Why are people online so awful, so often? What makes a person a troll? And can they ever be redeemed?
Speaking at the SXSW Online Harassment Summit, Joseph Reagle, author of ‘Reading The Comments: Likers, Haters and Manipulators at the Bottom of the Web,’ outlines the three key factors which he believes contribute to the making of an online harasser: media, personality, and culture.
1. Media. Any form of technology or platform that allows instantaneous communication can be leveraged for harassment or bullying, and sometimes that potential is unwittingly designed into the medium. Case in point: the highly addictive Twitter, where inflammatory remarks can become memes. Reagle even cites his own short and to-the-point text messages and emails as trollish when compared to the formal, courteous letter-writing of his parents’ generation.
2. Personality. According to a report published in 2014, there is a “strong relationship between online commenting frequency, trolling enjoyment, and trolling behaviour and identity.” Measures of sadism, psychopathy and Machiavellianism all positively correlate with trolling, says Reagle, and that can range from someone posting mean comments on YouTube all the way up to dangerous narcissists like Luka Magnotta.

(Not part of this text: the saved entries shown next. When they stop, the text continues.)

use loan_intake_api::run;

#[tokio::main]
async fn main() {
    if let Err(err) = run().await {
        eprintln!("application error: {err}");
        std::process::exit(1);
    }
}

“These people are out there and they can have a very real, disproportionate effect,” says Reagle. But that isn’t to say all trolls are evil as such; we all fit somewhere on these scales. Which leads us to…
3. Culture. “An apple in a rotting barrel is likely to go bad,” says Reagle. “So is someone in a rotten subreddit.” When you’re surrounded by people doing and saying the same things as you, it is much easier to accept this behaviour as the norm; even if you are not the active perpetrator of bullying, you might attempt to rationalise that the victim is to blame, as you don’t want to think of yourself as a bad person.
Oren Segal, Director of the Anti-Defamation League’s Centre on Extremism, sees numerous parallels between the profile of an online extremist and that of a garden variety cyber-bully; just as certain people are susceptible to radicalisation, so too are certain people likely to begin harassing others online. Segal describes it as a “cognitive opening”; these people are looking to find some meaning in their life, to feel like something bigger than themselves.
While many might simply take up a hobby, others get that feeling from trolling, or from extremist ideologies, and are rewarded by gamification elements such as retweets and upvotes. ISIS in particular are years ahead of white supremacist groups in the US when it comes to identifying and recruiting people online, crowdsourcing propaganda, and encouraging users to “level up.”
“The profiles of extremists in this country are as diverse as you can think,” says Segal, listing young people from all racial, religious and socioeconomic backgrounds. “Monitoring the Muslim community is the last thing we need to do,” he adds; “that would be taking our eye off the ball.”
So what can actually be done to fight this? It is no longer sufficient to say “don’t feed the trolls,” firstly because it places responsibility on the victim rather than the harasser, secondly because the trolls need no provocation, and thirdly because online harassment behaviours and technologies are far more sophisticated than they were even ten years ago.
Reagle’s advice is to “assume good faith” and to engage in responsible forums with pro-social norms and moderation. Segal, meanwhile, believes that providing counter-narratives will be critical in mitigating the threat of online harassment and extremism. And we can’t just rely on the victim to be strong and savvy enough to counter attacks, it has to come from witnesses too. “It’s an idiosyncratic process,” says Reagle.
But it is possible for a cyber-bully to see the light. After making writer and activist Lindy West’s life hell, her troll actually came out and apologised to her, saying: “It finally hit me. There is a living, breathing human being who is reading this shit. I am attacking someone who never harmed me in any way.”